Asian equities remain fragile as oil rises today
Overnight, Wall Street endured a torrid session as it played catch-up to the sell-off seen in Asia earlier in the day. Fears over the surge in commodity prices torpedoing world growth, and profits, continue to weigh on equity markets, which came into 2022 at juicy valuations, thanks to two years of central bank largesse. Not helping the situation was the fact that US yields reversed some of their Friday losses, rising in New York.
The S&P 500 finished 2.95% lower, the Nasdaq tumbled by 3.62%, and the Dow Jones retreated by 2.37%. In Asia, futures on all three staged a mini relief rally, but momentum has waned, leaving them unchanged. Asian markets are lower once again today, with oil prices rising once again this morning, and the rallies in base metal prices overnight fraying nerves in the region; it being a huge net importer of both. Reports of a Russian general being killed and threats by Russia to cut off European gas supplies are also weighing on sentiment.
Unsurprisingly, given the rise in industrial metal prices overnight, China markets have borne the brunt of the selling today. The Shanghai Composite is down 2.0%, with the CSI 300 falling by 1.70%. By contrast, Hong Kong is lower by just 0.30%, reflecting the price action in Asia ex-China today.
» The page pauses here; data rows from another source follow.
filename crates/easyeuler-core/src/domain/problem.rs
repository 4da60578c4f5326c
//! Problem records and problem-ID extraction from solution file names.

use std::fmt;
use std::path::Path;
use std::sync::LazyLock;

use regex::Regex;
use serde::{Deserialize, Serialize};

use crate::domain::error::DomainError;

/// A practice problem.
///
/// Immutable once loaded. `id` is 1-based and doubles as the position of the
/// record in its store.
#[derive(Debug, Clone, PartialEq, Eq, Serialize, Deserialize)]
pub struct Problem {
    pub id: u32,
    pub name: String,
    pub description: String,
    pub difficulty: Difficulty,
    /// Exact expected stdout of a correct solution (without trailing newline).
    pub answer: String,
    #[serde(default, skip_serializing_if = "Vec::is_empty")]
    pub resources: Vec<String>,
}

impl Problem {
    pub fn has_resources(&self) -> bool {
        !self.resources.is_empty()
    }
}

impl fmt::Display for Problem {
    fn fmt(&self, f: &mut fmt::Formatter<'_>) -> fmt::Result {
        write!(f, "Problem {}: {}", self.id, self.name)
    }
}

/// Difficulty rating as a percentage.
///
/// Invariant: `0 <= value <= 100`. Enforced on construction and on
/// deserialisation.
#[derive(Debug, Clone, Copy, PartialEq, Eq, PartialOrd, Ord, Hash, Serialize, Deserialize)]
#[serde(try_from = "i64", into = "u8")]
pub struct Difficulty(u8);

impl Difficulty {
    pub fn new(value: i64) -> Result<Self, DomainError> {
        match u8::try_from(value) {
            Ok(v) if v <= 100 => Ok(Self(v)),
            _ => Err(DomainError::DifficultyOutOfRange { value }),
        }
    }

    pub const fn value(self) -> u8 {
        self.0
    }
}

impl TryFrom<i64> for Difficulty {
    type Error = DomainError;

    fn try_from(value: i64) -> Result<Self, Self::Error> {
        Self::new(value)
    }
}

impl From<Difficulty> for u8 {
    fn from(d: Difficulty) -> Self {
        d.0
    }
}

impl fmt::Display for Difficulty {
    fn fmt(&self, f: &mut fmt::Formatter<'_>) -> fmt::Result {
        write!(f, "{}%", self.0)
    }
}

/// Parse a user-supplied problem ID.
///
/// Only checks that `value` is an integer; whether it resolves is up to the
/// store.
pub fn parse_problem_id(value: &str) -> Result<i64, DomainError> {
    value
        .trim()
        .parse::<i64>()
        .map_err(|_| DomainError::InvalidProblemId {
            value: value.to_string(),
        })
}

// First run of up to three digits that does not continue an earlier digit.
static PROBLEM_ID: LazyLock<Regex> = LazyLock::new(|| {
    Regex::new(r"(?:^|[^0-9])([0-9]{1,3})").expect("problem id pattern is valid")
});

/// Extract the problem ID encoded in a solution file's base name.
///
/// `test/euler_001.py` → `1`, `abc999xyz` → `999`. Returns `None` when the
/// base name has no digits. The ID is not checked against any store.
pub fn extract_problem_id(path: impl AsRef<Path>) -> Option<u32> {
    let file_name = path.as_ref().file_name()?.to_string_lossy();
    let captures = PROBLEM_ID.captures(&file_name)?;
    captures.get(1)?.as_str().parse().ok()
}
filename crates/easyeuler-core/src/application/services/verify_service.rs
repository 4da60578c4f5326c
//! Verify Service - the build → execute → cleanup pipeline.
//!
//! For one solution file:
//! 1. [`VerifyService::prepare`] resolves the problem from the file name
//!    and the language (explicit, by extension, or the no-op fallback)
//! 2. [`VerifyService::run`] runs each templated stage in order, stopping
//!    at the first failure
//! 3. The Execute stage's stdout is compared to the problem's answer
//!
//! Subprocess failures are recorded in the returned
//! [`VerificationResult`]; nothing here returns an error.

use std::path::Path;

use tracing::{debug, info, instrument, warn};

use crate::{
    application::ports::{ProblemStore, ProcessRunner},
    domain::{
        Language, LanguageRegistry, Problem, Stage, StageOutput, VerificationResult,
        extract_problem_id,
    },
};

/// A solution file whose problem and language are resolved.
#[derive(Debug, Clone, PartialEq)]
pub struct VerifyJob {
    pub path: String,
    pub problem: Problem,
    pub language: Language,
}

/// Verification pipeline over injected problem, language and process ports.
pub struct VerifyService {
    problems: Box<dyn ProblemStore>,
    languages: LanguageRegistry,
    runner: Box<dyn ProcessRunner>,
}

impl VerifyService {
    pub fn new(
        problems: Box<dyn ProblemStore>,
        languages: LanguageRegistry,
        runner: Box<dyn ProcessRunner>,
    ) -> Self {
        Self {
            problems,
            languages,
            runner,
        }
    }

    /// The problem whose ID is encoded in `path`'s file name.
    fn resolve_problem(&self, path: &Path) -> Option<Problem> {
        let id = extract_problem_id(path)?;
        self.problems.get(i64::from(id))
    }

    /// `explicit` if given, else the language registered for the file's
    /// extension, else [`Language::fallback`].
    fn resolve_language(&self, path: &Path, explicit: Option<&Language>) -> Language {
        if let Some(language) = explicit {
            return language.clone();
        }

        path.extension()
            .and_then(|ext| self.languages.by_extension(&ext.to_string_lossy()))
            .cloned()
            .unwrap_or_else(|| {
                debug!(path = %path.display(), "No language for extension, using fallback");
                Language::fallback()
            })
    }

    /// Resolve `path` once. `None` means the file name has no problem ID
    /// or the ID is not in the store.
    #[instrument(skip_all, fields(path = %path.as_ref().display()))]
    pub fn prepare(
        &self,
        path: impl AsRef<Path>,
        explicit: Option<&Language>,
    ) -> Option<VerifyJob> {
        let path = path.as_ref();

        let Some(problem) = self.resolve_problem(path) else {
            info!("Skipping file without a valid problem ID");
            return None;
        };

        let language = self.resolve_language(path, explicit);
        info!(problem = problem.id, language = %language, "Verifying");

        Some(VerifyJob {
            path: path.to_string_lossy().into_owned(),
            problem,
            language,
        })
    }

    pub fn run(&self, job: &VerifyJob, measure_time: bool) -> VerificationResult {
        self.run_pipeline(&job.path, &job.language, &job.problem, measure_time)
    }

    /// Run Build → Execute → Cleanup for `path`.
    ///
    /// Only Execute is timed. The first stage with a nonzero exit becomes
    /// `result.error` and later stages do not run.
    fn run_pipeline(
        &self,
        path: &str,
        language: &Language,
        problem: &Problem,
        measure_time: bool,
    ) -> VerificationResult {
        let mut result = VerificationResult::default();

        for stage in Stage::ALL {
            let Some(template) = language.command(stage) else {
                continue;
            };

            let command = template.render(path);
            let timed = measure_time && stage == Stage::Execute;
            debug!(%stage, %command, timed, "Running stage");

            let output = match self.runner.run(&command, timed) {
                Ok(process) => StageOutput::from_process(process),
                Err(e) => {
                    warn!(%stage, error = %e, "Stage could not be started");
                    StageOutput::spawn_failure(e.to_string())
                }
            };

            let failed = output.failed;
            if stage == Stage::Execute && !failed {
                result.correct = output.output == problem.answer;
            }
            result.record(stage, output);

            if failed {
                debug!(%stage, "Stage failed, stopping pipeline");
                result.error = Some(stage);
                break;
            }
        }

        result
    }
}
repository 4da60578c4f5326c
//! Template renderer adapters.

mod simple;

pub use simple::SimpleRenderer;
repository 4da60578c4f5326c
//! Problem store backed by a JSON array held in memory.
//!
//! The array is indexed by ID: the record at position `i` must carry
//! `id == i + 1`. Lookups never wrap, so `get(0)` and `get(-1)` are absent.

use std::path::Path;

use easyeuler_core::{
    application::{ApplicationError, ports::ProblemStore},
    domain::{DomainError, Problem},
    error::EulerResult,
};
use tracing::{debug, instrument};

/// Problem data compiled into the binary.
const BUILTIN_PROBLEMS: &str = include_str!("../data/problems.json");

/// Read-only, ID-indexed problem list.
#[derive(Debug, Clone)]
pub struct InMemoryProblemStore {
    problems: Vec<Problem>,
}

impl InMemoryProblemStore {
    /// Build a store from already-parsed problems.
    pub fn new(problems: Vec<Problem>) -> EulerResult<Self> {
        for (index, problem) in problems.iter().enumerate() {
            let expected = index + 1;
            if problem.id as usize != expected {
                return Err(DomainError::InvalidProblemData(format!(
                    "record {expected} has id {}",
                    problem.id
                ))
                .into());
            }
        }
        Ok(Self { problems })
    }

    /// The problem set shipped with EasyEuler.
    pub fn builtin() -> EulerResult<Self> {
        Self::from_json_str(BUILTIN_PROBLEMS, "built-in data")
    }

    /// Parse a JSON array of problem records.
    pub fn from_json_str(json: &str, source_name: &str) -> EulerResult<Self> {
        let problems: Vec<Problem> =
            serde_json::from_str(json).map_err(|e| ApplicationError::ProblemLoadFailed {
                source_name: source_name.to_string(),
                reason: e.to_string(),
            })?;
        debug!(count = problems.len(), source = source_name, "Problems parsed");
        Self::new(problems)
    }

    /// Load a JSON problem file from disk.
    #[instrument(fields(path = %path.display()))]
    pub fn from_file(path: &Path) -> EulerResult<Self> {
        let json = std::fs::read_to_string(path).map_err(|e| {
            ApplicationError::ProblemLoadFailed {
                source_name: path.display().to_string(),
                reason: e.to_string(),
            }
        })?;
        Self::from_json_str(&json, &path.display().to_string())
    }
}

impl ProblemStore for InMemoryProblemStore {
    fn get(&self, id: i64) -> Option<Problem> {
        if id < 1 {
            return None;
        }
        let index = usize::try_from(id - 1).ok()?;
        self.problems.get(index).cloned()
    }

    fn list(&self) -> Vec<Problem> {
        self.problems.clone()
    }

    fn len(&self) -> usize {
        self.problems.len()
    }
}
In Japan, the Nikkei 225 is 0.95% lower, with South Korea’s Kospi down 0.50%. Taipei is sharply lower, losing 2.0% today ahead of trade and inflation data later in the session. Singapore has fallen by 0.80%, with Kuala Lumpur losing 1.20%, Manila falling 2.0%, and Bangkok is 0.40% in the red. Jakarta is bucking the trend, rising 0.35% today. Australian markets are also slightly lower, comparatively, the AS 200 and All Ordinaries falling by 0.60%.
Europe is likely to open in the red once again, although a clear signal from the bloc that they have no intention of banning Russian energy exports may provide some temporary relief. That said, if Russia goes through with its threats to cut gas exports, we will be back to square one. European markets remain entirely at the mercy of Ukraine-related headlines.